ASSIGNMENT: Reproduce exactly the lines from the top of the records below through the line holding "impl fmt::Display for SessionId".

------ DATA RECORDS

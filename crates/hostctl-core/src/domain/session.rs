//! Streaming session identity types.

use serde::{Deserialize, Serialize};
use std::fmt;

use crate::ports::StreamError;

/// Longest service or job name accepted as a log target.
const MAX_TARGET_LEN: usize = 128;

/// What kind of resource a session streams.
#[derive(Debug, Clone, Copy, PartialEq, Eq, Hash, Serialize, Deserialize)]
#[serde(rename_all = "camelCase")]
pub enum SessionKind {
    LogStream,
    Terminal,
    BackgroundJob,
}

impl SessionKind {
    #[must_use]
    pub const fn as_str(self) -> &'static str {
        match self {
            Self::LogStream => "logs",
            Self::Terminal => "terminal",
            Self::BackgroundJob => "job",
        }
    }
}

impl fmt::Display for SessionKind {
    fn fmt(&self, f: &mut fmt::Formatter<'_>) -> fmt::Result {
        f.write_str(self.as_str())
    }
}

/// Opaque session identifier, unique for the lifetime of the control process.
#[derive(Debug, Clone, PartialEq, Eq, Hash, Serialize, Deserialize)]
#[serde(transparent)]
pub struct SessionId(String);

impl SessionId {
    /// Build an id from a kind and a monotonic sequence number.
    #[must_use]
    pub fn new(kind: SessionKind, seq: u64) -> Self {
        Self(format!("{kind}-{seq}"))
    }

    #[must_use]
    pub fn as_str(&self) -> &str {
        &self.0
    }
}

impl fmt::Display for SessionId {
    fn fmt(&self, f: &mut fmt::Formatter<'_>) -> fmt::Result {
        f.write_str(&self.0)
    }
}

/// Logical identity of a shareable log stream.
///
/// Two requests for the same target share one underlying process.
#[derive(Debug, Clone, PartialEq, Eq, Hash, Serialize, Deserialize)]
#[serde(tag = "type", content = "name", rename_all = "camelCase")]
pub enum LogTarget {
    /// A service's logs (journal unit or a known log file).
    Service(String),
    /// The output artifact of a background job.
    Job(String),
    /// PM2-managed process logs: a process id or name, or `all`.
    Pm2(String),
}

impl LogTarget {
    /// Validated service target.
    pub fn service(name: impl Into<String>) -> Result<Self, StreamError> {
        let name = name.into();
        validate_target_name(&name, true)?;
        Ok(Self::Service(name))
    }

    /// Validated job target.
    pub fn job(id: impl Into<String>) -> Result<Self, StreamError> {
        let id = id.into();
        validate_target_name(&id, false)?;
        Ok(Self::Job(id))
    }

    /// Validated PM2 target (`all`, a pm id or an app name).
    pub fn pm2(process: impl Into<String>) -> Result<Self, StreamError> {
        let process = process.into();
        validate_target_name(&process, false)?;
        Ok(Self::Pm2(process))
    }

    /// Whether this target covers every PM2 process.
    #[must_use]
    pub fn is_all_pm2(&self) -> bool {
        matches!(self, Self::Pm2(p) if p == "all")
    }

    #[must_use]
    pub const fn kind(&self) -> SessionKind {
        match self {
            Self::Service(_) | Self::Pm2(_) => SessionKind::LogStream,
            Self::Job(_) => SessionKind::BackgroundJob,
        }
    }

    /// Name used as the fallback `source` of raw records.
    #[must_use]
    pub fn name(&self) -> &str {
        match self {
            Self::Service(name) | Self::Job(name) | Self::Pm2(name) => name,
        }
    }
}

impl fmt::Display for LogTarget {
    fn fmt(&self, f: &mut fmt::Formatter<'_>) -> fmt::Result {
        match self {
            Self::Service(name) => write!(f, "service:{name}"),
            Self::Job(id) => write!(f, "job:{id}"),
            Self::Pm2(process) => write!(f, "pm2:{process}"),
        }
    }
}

/// Reject names that could smuggle flags or paths into a spawned command.
fn validate_target_name(name: &str, allow_glob: bool) -> Result<(), StreamError> {
    if name.is_empty() {
        return Err(StreamError::InvalidTarget("target name must not be empty".into()));
    }
    if name.len() > MAX_TARGET_LEN {
        return Err(StreamError::InvalidTarget(format!(
            "target name too long ({} chars, max {MAX_TARGET_LEN})",
            name.len()
        )));
    }
    if name.starts_with('-') {
        return Err(StreamError::InvalidTarget(format!(
            "target name must not start with '-': {name}"
        )));
    }
    let valid = name.chars().all(|c| {
        c.is_ascii_alphanumeric()
            || matches!(c, '@' | '.' | '_' | ':' | '-')
            || (allow_glob && c == '*')
    });
    if !valid || name.contains("..") {
        return Err(StreamError::InvalidTarget(format!(
            "target name contains invalid characters: {name}"
        )));
    }
    Ok(())
}

/// Lifecycle phase of a shared session.
#[derive(Debug, Clone, Copy, PartialEq, Eq, Serialize, Deserialize)]
#[serde(rename_all = "camelCase")]
pub enum SessionState {
    Active,
    Draining,
}

/// Point-in-time view of one registered session.
#[derive(Debug, Clone, Serialize, Deserialize)]
#[serde(rename_all = "camelCase")]
pub struct SessionInfo {
    pub id: SessionId,
    pub kind: SessionKind,
    /// Service name, job id, or shell command for terminals
    pub target: String,
    pub pid: Option<u32>,
    pub subscribers: usize,
    pub state: SessionState,
    /// Unix timestamp in milliseconds
    pub created_at: u64,
}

------------

ANSWER FOR THIS EXERCISE:
filename crates/hostctl-core/src/domain/session.rs
//! Streaming session identity types.

use serde::{Deserialize, Serialize};
use std::fmt;

use crate::ports::StreamError;

/// Longest service or job name accepted as a log target.
const MAX_TARGET_LEN: usize = 128;

/// What kind of resource a session streams.
#[derive(Debug, Clone, Copy, PartialEq, Eq, Hash, Serialize, Deserialize)]
#[serde(rename_all = "camelCase")]
pub enum SessionKind {
    LogStream,
    Terminal,
    BackgroundJob,
}

impl SessionKind {
    #[must_use]
    pub const fn as_str(self) -> &'static str {
        match self {
            Self::LogStream => "logs",
            Self::Terminal => "terminal",
            Self::BackgroundJob => "job",
        }
    }
}

impl fmt::Display for SessionKind {
    fn fmt(&self, f: &mut fmt::Formatter<'_>) -> fmt::Result {
        f.write_str(self.as_str())
    }
}

/// Opaque session identifier, unique for the lifetime of the control process.
#[derive(Debug, Clone, PartialEq, Eq, Hash, Serialize, Deserialize)]
#[serde(transparent)]
pub struct SessionId(String);

impl SessionId {
    /// Build an id from a kind and a monotonic sequence number.
    #[must_use]
    pub fn new(kind: SessionKind, seq: u64) -> Self {
        Self(format!("{kind}-{seq}"))
    }

    #[must_use]
    pub fn as_str(&self) -> &str {
        &self.0
    }
}

impl fmt::Display for SessionId {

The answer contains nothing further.